As I mentioned in an earlier article, I am in need of a new furnace. And, after weeks of nursing my current, dying furnace while shopping around, I have finally purchased one.
While price was an obvious consideration when shopping, it wasn’t the only thing that influenced my decision. In fact, while the furnace prices were close in general, I did pick a proposal that was $200-$300 more than some of the other proposals I received. And, there were three main reasons for this.
First, I gave preference to local companies. The idea of supporting my local economy was part of this but, primarily, I liked the idea of purchasing my furnace from someone I’m likely to see while out shopping, dining out or at some of the local chamber of commerce activities. From my own experience in sales, I know it’s much easier to be open and honest when you know you might run into your customer at any given time.
Another reason I liked dealing with a local company was the fact the repair technicians were local. Hopefully, I will never need to call them. But, if I do, at least I know they don’t have far to travel.
Second, I avoided people who tried to sell me something I didn’t need. I had quite a few salespeople aggressively push their two-stage furnace options on me and, to put it bluntly, I didn’t even look at their quotes. I have a one-story house with no basement and, even with my current furnace (installed in the early 1980s); my monthly heating bill rarely tops $100. Simply put, a two-stage furnace would be overkill for me because my extra energy savings would never be enough to justify a price difference that, at times, was as much as $1200. The salespeople who recognized that and were upfront with me about it were the ones that received my consideration.
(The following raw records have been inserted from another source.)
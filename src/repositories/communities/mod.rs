//! 커뮤니티 글 데이터 액세스 계층

pub mod community_repo;
pub mod memory;

pub use community_repo::{CommunityRepository, MongoCommunityRepository};
pub use memory::InMemoryCommunityRepository;
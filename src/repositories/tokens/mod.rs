//! 토큰 데이터 액세스 계층
//!
//! - 리프레시 토큰: 회원당 하나, TTL과 함께 저장
//! - 로그아웃 토큰: 액세스 토큰의 SHA-256 해시를 원래 만료 시각까지 보관
//!
//! ```rust,ignore
//! token_repo.store_refresh_token("reader@bookvillage.com", &refresh_token, 604_800).await?;
//! token_repo.register_logout_token(&token_hash, 1_800).await?;
//! ```

pub mod token_repository;
pub mod memory;

pub use token_repository::{RedisTokenRepository, TokenRepository};
pub use memory::InMemoryTokenRepository;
Last, the more details they included about the work, the better. In addition to having to pay for the new furnace, I need to plan my life around the installation. This wasn’t as easy to do with some furnace companies as others. For example, when I asked about installation time, I had some that could tell me an exact date while others would give me a range. My preference, obviously, was for the former.
It also helped if a salesperson could give me an estimate about how much time it would take to install the furnace and details about what work needed to be done, which rooms they would need access to, etc. While this didn’t necessarily make or break a deal (the proposal I picked was actually a little less detailed than some of the others), having those things spelled out for me did have an influence.
Since it is starting to warm up, I probably won’t use my new furnace that much until next winter. However, by considering these things in addition to the price, I can be much more confident about my purchase.